I wish I could say it was love at first sight, but it wasn’t. The day I came home from the hairdresser, he barely looked at me. I ascended the stairs and tiptoed into the room. He looked at me briefly and turned back to his football game. No words. So I descended the stairs, stared in the mirror, and tried to tell myself I looked okay. He was in shock and so was I.
A little over three years ago, I big chopped after transitioning for five and a half months. Although I was uncomfortable with short I hair, I had no choice. A few months earlier, I had opted for a Rihanna cut. I wanted a different look and thought I would look older. But instead, I hated it. Short hair just wasn’t for me. Prior to the cut, my resolve was to grow it back natural after wearing it short for a while. I was so uncomfortable with the cut that I fast-forwarded to the transition. Pretty soon, my natural hair took over and I had no choice but to cut the relaxed ends off. So I did.

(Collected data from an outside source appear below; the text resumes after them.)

pub mod bus;
pub mod events;

pub use bus::{EventBus, Subscription};
pub use events::{EventKind, Notification, StateChange};
use std::{
    collections::HashMap,
    panic::{AssertUnwindSafe, catch_unwind},
    sync::{
        Arc, RwLock, Weak,
        atomic::{AtomicU64, Ordering},
    },
};

use super::events::{EventKind, Notification};

type Callback = Arc<dyn Fn(&Notification) + Send + Sync>;

struct Registration {
    id: u64,
    callback: Callback,
}

#[derive(Default)]
struct BusInner {
    listeners: RwLock<HashMap<EventKind, Vec<Registration>>>,
    next_id: AtomicU64,
}

/// Named-event fan-out with per-event listener lists.
///
/// Emission is synchronous and in registration order. A panicking listener
/// is caught and logged; it never stops the remaining listeners and never
/// reaches the emitter's caller.
#[derive(Clone, Default)]
pub struct EventBus {
    inner: Arc<BusInner>,
}

impl EventBus {
    pub fn new() -> Self {
        Self::default()
    }

    pub fn on(
        &self,
        kind: EventKind,
        callback: impl Fn(&Notification) + Send + Sync + 'static,
    ) -> Subscription {
        let id = self.inner.next_id.fetch_add(1, Ordering::Relaxed);
        let mut listeners = self.inner.listeners.write().unwrap();
        listeners.entry(kind).or_default().push(Registration {
            id,
            callback: Arc::new(callback),
        });
        Subscription {
            bus: Arc::downgrade(&self.inner),
            kind,
            id,
        }
    }

    pub fn emit(&self, kind: EventKind, payload: &Notification) {
        // Snapshot the list so listeners may subscribe or unsubscribe
        // while the round is running.
        let callbacks: Vec<Callback> = {
            let listeners = self.inner.listeners.read().unwrap();
            listeners
                .get(&kind)
                .map(|regs| regs.iter().map(|r| r.callback.clone()).collect())
                .unwrap_or_default()
        };

        for callback in callbacks {
            if catch_unwind(AssertUnwindSafe(|| callback(payload))).is_err() {
                tracing::error!(event = %kind, "event listener panicked");
            }
        }
    }
}

/// Handle returned by [`EventBus::on`]; removes exactly that registration.
pub struct Subscription {
    bus: Weak<BusInner>,
    kind: EventKind,
    id: u64,
}

impl Subscription {
    /// Safe to call once; a second call is a no-op.
    pub fn unsubscribe(&self) {
        if let Some(inner) = self.bus.upgrade() {
            let mut listeners = inner.listeners.write().unwrap();
            if let Some(regs) = listeners.get_mut(&self.kind) {
                regs.retain(|r| r.id != self.id);
            }
        }
    }
}

#[cfg(test)]
mod tests {
    use std::sync::Mutex;

    use super::*;

    fn payload() -> Notification {
        Notification::Initialized
    }

    #[test]
    fn listeners_run_in_registration_order() {
        let bus = EventBus::new();
        let order = Arc::new(Mutex::new(Vec::new()));

        for label in ["first", "second", "third"] {
            let order = order.clone();
            let _ = bus.on(EventKind::AppInitialized, move |_| {
                order.lock().unwrap().push(label);
            });
        }
        bus.emit(EventKind::AppInitialized, &payload());

        assert_eq!(*order.lock().unwrap(), vec!["first", "second", "third"]);
    }

    #[test]
    fn a_panicking_listener_does_not_stop_the_round() {
        let bus = EventBus::new();
        let reached = Arc::new(Mutex::new(false));

        let _a = bus.on(EventKind::AppInitialized, |_| {
            panic!("listener failure");
        });
        let flag = reached.clone();
        let _b = bus.on(EventKind::AppInitialized, move |_| {
            *flag.lock().unwrap() = true;
        });

        bus.emit(EventKind::AppInitialized, &payload());
        assert!(*reached.lock().unwrap());
    }

    #[test]
    fn unsubscribe_removes_only_its_registration() {
        let bus = EventBus::new();
        let hits = Arc::new(Mutex::new(Vec::new()));

        let first_hits = hits.clone();
        let first = bus.on(EventKind::AppInitialized, move |_| {
            first_hits.lock().unwrap().push("first");
        });
        let second_hits = hits.clone();
        let _second = bus.on(EventKind::AppInitialized, move |_| {
            second_hits.lock().unwrap().push("second");
        });

        first.unsubscribe();
        bus.emit(EventKind::AppInitialized, &payload());

        assert_eq!(*hits.lock().unwrap(), vec!["second"]);
    }

    #[test]
    fn events_are_isolated_per_kind() {
        let bus = EventBus::new();
        let hits = Arc::new(Mutex::new(0));

        let seen = hits.clone();
        let _ = bus.on(EventKind::PlaylistChanged, move |_| {
            *seen.lock().unwrap() += 1;
        });

        bus.emit(EventKind::AppInitialized, &payload());
        assert_eq!(*hits.lock().unwrap(), 0);
    }
}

I wish I could say I was one of those “naturals” who rocked her TWA with pride, but I wasn’t. I was especially uncomfortable as my face ballooned during pregnancy. Quite frankly, my hubby fell in love with my hair the same time I did… when it grew back. Initially, my hubby would request straight styles, but in time he began to request twist outs and fancy updos. With time, we both fell in love with my hair.
Too often, we forget that when we make changes in our lives others have to adjust too. It’s not that our loved ones don’t love or support us; they just have to get used to it. And that takes time. If you are currently transitioning or have recently big chopped, don’t be too hard on your loved ones. Remember, they are transitioning too.